== Material provided ==
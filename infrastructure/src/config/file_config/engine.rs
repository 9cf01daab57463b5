//! Engine-wide, dispatch and circuit settings (`[engine]`, `[dispatch]`, `[circuit]`)

use serde::{Deserialize, Serialize};
use std::time::Duration;
use wallbounce_application::DispatchParams;
use wallbounce_domain::{CircuitPolicy, ConfigIssue, ProbeFailurePolicy};

/// Raw engine configuration from TOML
///
/// # Example
///
/// ```toml
/// [engine]
/// version = 3                  # bump when thresholds change; logged per request
/// request_timeout_secs = 900   # overall deadline; must exceed a blocking review_timeout_secs
/// ```
#[derive(Debug, Clone, PartialEq, Serialize, Deserialize)]
#[serde(default)]
pub struct FileEngineConfig {
    pub version: u64,
    pub request_timeout_secs: u64,
}

impl Default for FileEngineConfig {
    fn default() -> Self {
        Self {
            version: 1,
            request_timeout_secs: 900,
        }
    }
}

/// Raw dispatch configuration from TOML
///
/// # Example
///
/// ```toml
/// [dispatch]
/// provider_timeout_secs = 120
/// max_retries = 1
/// retry_backoff_ms = 500
/// max_concurrency = 8
/// ```
#[derive(Debug, Clone, PartialEq, Serialize, Deserialize)]
#[serde(default)]
pub struct FileDispatchConfig {
    pub provider_timeout_secs: u64,
    pub max_retries: u32,
    pub retry_backoff_ms: u64,
    pub max_concurrency: usize,
}

impl Default for FileDispatchConfig {
    fn default() -> Self {
        let params = DispatchParams::default();
        Self {
            provider_timeout_secs: params.provider_timeout.as_secs(),
            max_retries: params.max_retries,
            retry_backoff_ms: params.retry_backoff.as_millis() as u64,
            max_concurrency: params.max_concurrency,
        }
    }
}

impl FileDispatchConfig {
    pub fn to_params(&self) -> DispatchParams {
        DispatchParams {
            provider_timeout: Duration::from_secs(self.provider_timeout_secs),
            max_retries: self.max_retries,
            retry_backoff: Duration::from_millis(self.retry_backoff_ms),
            max_concurrency: self.max_concurrency,
        }
    }
}

/// Raw circuit breaker configuration from TOML
///
/// # Example
///
/// ```toml
/// [circuit]
/// failure_threshold = 5
/// failure_window_secs = 60
/// cooldown_secs = 30
/// probe_failure = "reset"        # "reset" or "exponential"
/// probe_backoff_factor = 2       # exponential only
/// max_cooldown_secs = 600        # exponential only
/// ```
#[derive(Debug, Clone, PartialEq, Serialize, Deserialize)]
#[serde(default)]
pub struct FileCircuitConfig {
    pub failure_threshold: u32,
    pub failure_window_secs: u64,
    pub cooldown_secs: u64,
    pub probe_failure: String,
    pub probe_backoff_factor: u32,
    pub max_cooldown_secs: u64,
}

impl Default for FileCircuitConfig {
    fn default() -> Self {
        let policy = CircuitPolicy::default();
        Self {
            failure_threshold: policy.failure_threshold,
            failure_window_secs: policy.failure_window.as_secs(),
            cooldown_secs: policy.cooldown.as_secs(),
            probe_failure: "reset".to_string(),
            probe_backoff_factor: 2,
            max_cooldown_secs: 600,
        }
    }
}

impl FileCircuitConfig {
    /// Parse probe_failure, falling back to `reset` with a warning.
    pub fn parse_probe_failure(&self) -> (ProbeFailurePolicy, Vec<ConfigIssue>) {
        match self.probe_failure.trim().to_lowercase().as_str() {
            "reset" => (ProbeFailurePolicy::ResetCooldown, vec![]),
            "exponential" => (
                ProbeFailurePolicy::Exponential {
                    factor: self.probe_backoff_factor.max(1),
                    max: Duration::from_secs(self.max_cooldown_secs),
                },
                vec![],
            ),
            _ => {
                let issue = ConfigIssue::invalid_enum(
                    "circuit.probe_failure",
                    &self.probe_failure,
                    &["reset", "exponential"],
                )
                .with_fallback("reset");
                (ProbeFailurePolicy::ResetCooldown, vec![issue])
            }
        }
    }

    pub fn to_policy(&self) -> CircuitPolicy {
        CircuitPolicy {
            failure_threshold: self.failure_threshold,
            failure_window: Duration::from_secs(self.failure_window_secs),
            cooldown: Duration::from_secs(self.cooldown_secs),
            probe_failure: self.parse_probe_failure().0,
        }
    }
}

#[cfg(test)]
mod tests {
    use super::*;

    #[test]
    fn test_exponential_probe_policy() {
        let config: FileCircuitConfig = toml::from_str(
            r#"
probe_failure = "exponential"
probe_backoff_factor = 3
max_cooldown_secs = 300
"#,
        )
        .unwrap();
        let (policy, issues) = config.parse_probe_failure();
        assert!(issues.is_empty());
        assert_eq!(
            policy,
            ProbeFailurePolicy::Exponential {
                factor: 3,
                max: Duration::from_secs(300)
            }
        );
    }

    #[test]
    fn test_unknown_probe_policy_warns() {
        let config = FileCircuitConfig {
            probe_failure: "forever".to_string(),
            ..FileCircuitConfig::default()
        };
        let (policy, issues) = config.parse_probe_failure();
        assert_eq!(policy, ProbeFailurePolicy::ResetCooldown);
        assert_eq!(issues.len(), 1);
        assert!(!issues[0].is_error());
    }

    #[test]
    fn test_dispatch_defaults_match_engine() {
        assert_eq!(
            FileDispatchConfig::default().to_params(),
            DispatchParams::default()
        );
    }
}
//! Rollout Controller
//!
//! Owns the rollout state machine and the rolling metrics window behind one
//! lock. Requests read the traffic percentage at admission time and report
//! their completion; a ticker task re-evaluates the window on a fixed
//! interval.

use crate::clock;
use std::sync::{Arc, Mutex, MutexGuard, PoisonError};
use std::time::{Duration, Instant};
use tokio::task::JoinHandle;
use tokio::time::MissedTickBehavior;
use tokio_util::sync::CancellationToken;
use tracing::{debug, info, warn};
use wallbounce_domain::rollout::routes_through;
use wallbounce_domain::{
    DomainError, MetricsWindow, RequestSample, RolloutMachine, RolloutPlan, RolloutState,
    RolloutTransition,
};

struct Inner {
    machine: RolloutMachine,
    window: MetricsWindow,
}

pub struct RolloutController {
    inner: Mutex<Inner>,
}

impl RolloutController {
    pub fn new(plan: RolloutPlan) -> Result<Self, DomainError> {
        let window = MetricsWindow::new(plan.window);
        let machine = RolloutMachine::new(plan, clock::now())?;
        Ok(Self {
            inner: Mutex::new(Inner { machine, window }),
        })
    }

    fn lock(&self) -> MutexGuard<'_, Inner> {
        self.inner.lock().unwrap_or_else(PoisonError::into_inner)
    }

    pub fn percentage(&self) -> u8 {
        self.lock().machine.percentage()
    }

    pub fn state(&self) -> RolloutState {
        self.lock().machine.state()
    }

    /// Whether a request with this routing key goes through the engine.
    ///
    /// The same key always lands in the same bucket, so a session keeps its
    /// routing for as long as the percentage does not change.
    pub fn should_route(&self, key: &str) -> bool {
        routes_through(key, self.percentage())
    }

    /// Record one completed engine request.
    pub fn record_completion(&self, latency: Duration, success: bool) {
        let now = clock::now();
        let sample = if success {
            RequestSample::success(now, latency)
        } else {
            RequestSample::failure(now, latency)
        };
        self.lock().window.record(sample);
    }

    pub fn tick(&self) -> RolloutTransition {
        self.tick_at(clock::now())
    }

    pub fn tick_at(&self, now: Instant) -> RolloutTransition {
        let transition = {
            let mut inner = self.lock();
            let stats = inner.window.stats(now);
            inner.machine.evaluate(now, &stats)
        };

        match &transition {
            RolloutTransition::Advanced { from, to } => {
                info!(from = *from, to = *to, "Rollout advanced");
            }
            RolloutTransition::RolledBack { from, to, reason } => {
                warn!(from = *from, to = *to, reason = %reason, "Rollout rolled back");
            }
            RolloutTransition::Hold => {}
        }
        transition
    }

    pub fn pause(&self) -> Result<(), DomainError> {
        self.lock().machine.pause()?;
        info!("Rollout paused");
        Ok(())
    }

    pub fn resume(&self) -> Result<(), DomainError> {
        self.lock().machine.resume(clock::now())?;
        info!("Rollout resumed");
        Ok(())
    }

    /// Manual reset after a rollback. The window is cleared so the samples
    /// that caused the rollback do not immediately trip it again.
    pub fn reset_after_rollback(&self) -> Result<(), DomainError> {
        let mut inner = self.lock();
        inner.machine.reset_after_rollback(clock::now())?;
        inner.window.clear();
        info!(percentage = inner.machine.percentage(), "Rollout reset after rollback");
        Ok(())
    }

    /// Drive [`tick`](Self::tick) every `interval` until `cancel` fires.
    pub fn spawn_ticker(
        self: Arc<Self>,
        interval: Duration,
        cancel: CancellationToken,
    ) -> JoinHandle<()> {
        tokio::spawn(async move {
            let mut ticker = tokio::time::interval(interval);
            ticker.set_missed_tick_behavior(MissedTickBehavior::Delay);
            // The first tick completes immediately.
            ticker.tick().await;

            loop {
                tokio::select! {
                    biased;
                    _ = cancel.cancelled() => {
                        debug!("Rollout ticker stopped");
                        break;
                    }
                    _ = ticker.tick() => {
                        self.tick();
                    }
                }
            }
        })
    }
}

#[cfg(test)]
mod tests {
    use super::*;
    use wallbounce_domain::RolloutPhase;

    fn plan() -> RolloutPlan {
        RolloutPlan::default()
            .with_steps(vec![50, 100])
            .with_dwell(Duration::from_secs(60))
            .with_min_samples(4)
    }

    #[tokio::test(start_paused = true)]
    async fn test_advances_after_dwell() {
        let rollout = RolloutController::new(plan()).unwrap();
        assert_eq!(rollout.percentage(), 50);
        assert_eq!(rollout.tick(), RolloutTransition::Hold);

        tokio::time::advance(Duration::from_secs(61)).await;
        assert_eq!(
            rollout.tick(),
            RolloutTransition::Advanced { from: 50, to: 100 }
        );
        assert_eq!(rollout.state().phase, RolloutPhase::Steady);
        assert!(rollout.should_route("any-session"));
    }

    #[tokio::test(start_paused = true)]
    async fn test_rollback_holds_until_reset() {
        let rollout = RolloutController::new(plan()).unwrap();
        for _ in 0..4 {
            rollout.record_completion(Duration::from_secs(1), false);
        }
        let transition = rollout.tick();
        assert!(matches!(
            transition,
            RolloutTransition::RolledBack { from: 50, to: 0, .. }
        ));

        let state = rollout.state();
        assert!(state.rollback_triggered);
        assert!(state.rollback_reason.is_some());
        assert!(!rollout.should_route("any-session"));

        // Metrics recover, but nothing re-ramps on its own.
        tokio::time::advance(Duration::from_secs(900)).await;
        assert_eq!(rollout.tick(), RolloutTransition::Hold);
        assert_eq!(rollout.percentage(), 0);

        rollout.reset_after_rollback().unwrap();
        assert!(!rollout.state().rollback_triggered);
        tokio::time::advance(Duration::from_secs(61)).await;
        assert_eq!(
            rollout.tick(),
            RolloutTransition::Advanced { from: 0, to: 50 }
        );
    }

    #[tokio::test(start_paused = true)]
    async fn test_too_few_samples_do_not_trip() {
        let rollout = RolloutController::new(plan()).unwrap();
        for _ in 0..3 {
            rollout.record_completion(Duration::from_secs(1), false);
        }
        assert_eq!(rollout.tick(), RolloutTransition::Hold);
        assert_eq!(rollout.percentage(), 50);
    }

    #[tokio::test(start_paused = true)]
    async fn test_pause_blocks_ramp() {
        let rollout = RolloutController::new(plan()).unwrap();
        rollout.pause().unwrap();
        tokio::time::advance(Duration::from_secs(120)).await;
        assert_eq!(rollout.tick(), RolloutTransition::Hold);
        assert!(rollout.pause().is_err());

        rollout.resume().unwrap();
        assert_eq!(rollout.tick(), RolloutTransition::Hold);
        tokio::time::advance(Duration::from_secs(61)).await;
        assert!(matches!(rollout.tick(), RolloutTransition::Advanced { .. }));
    }

    #[tokio::test(start_paused = true)]
    async fn test_ticker_drives_ramp() {
        let rollout = Arc::new(RolloutController::new(plan()).unwrap());
        let cancel = CancellationToken::new();
        let handle = Arc::clone(&rollout).spawn_ticker(Duration::from_secs(30), cancel.clone());

        tokio::time::sleep(Duration::from_secs(95)).await;
        assert_eq!(rollout.percentage(), 100);

        cancel.cancel();
        handle.await.unwrap();
    }

    #[test]
    fn test_invalid_plan_rejected() {
        let plan = RolloutPlan::default().with_steps(vec![50, 10]);
        assert!(RolloutController::new(plan).is_err());
    }

    #[tokio::test(start_paused = true)]
    async fn test_window_stays_bounded_without_ticker() {
        let rollout = RolloutController::new(plan()).unwrap();
        for _ in 0..1_000 {
            rollout.record_completion(Duration::from_millis(20), true);
            tokio::time::advance(Duration::from_secs(1)).await;
        }
        // Only the last five minutes are kept.
        assert!(rollout.lock().window.len() <= 301);
    }
}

== Task ==
Find every line in the records that uses the string "RolloutPlan", then copy it.

== Your solution ==
    DomainError, MetricsWindow, RequestSample, RolloutMachine, RolloutPlan, RolloutState,
    pub fn new(plan: RolloutPlan) -> Result<Self, DomainError> {
    fn plan() -> RolloutPlan {
        RolloutPlan::default()
        let plan = RolloutPlan::default().with_steps(vec![50, 10]);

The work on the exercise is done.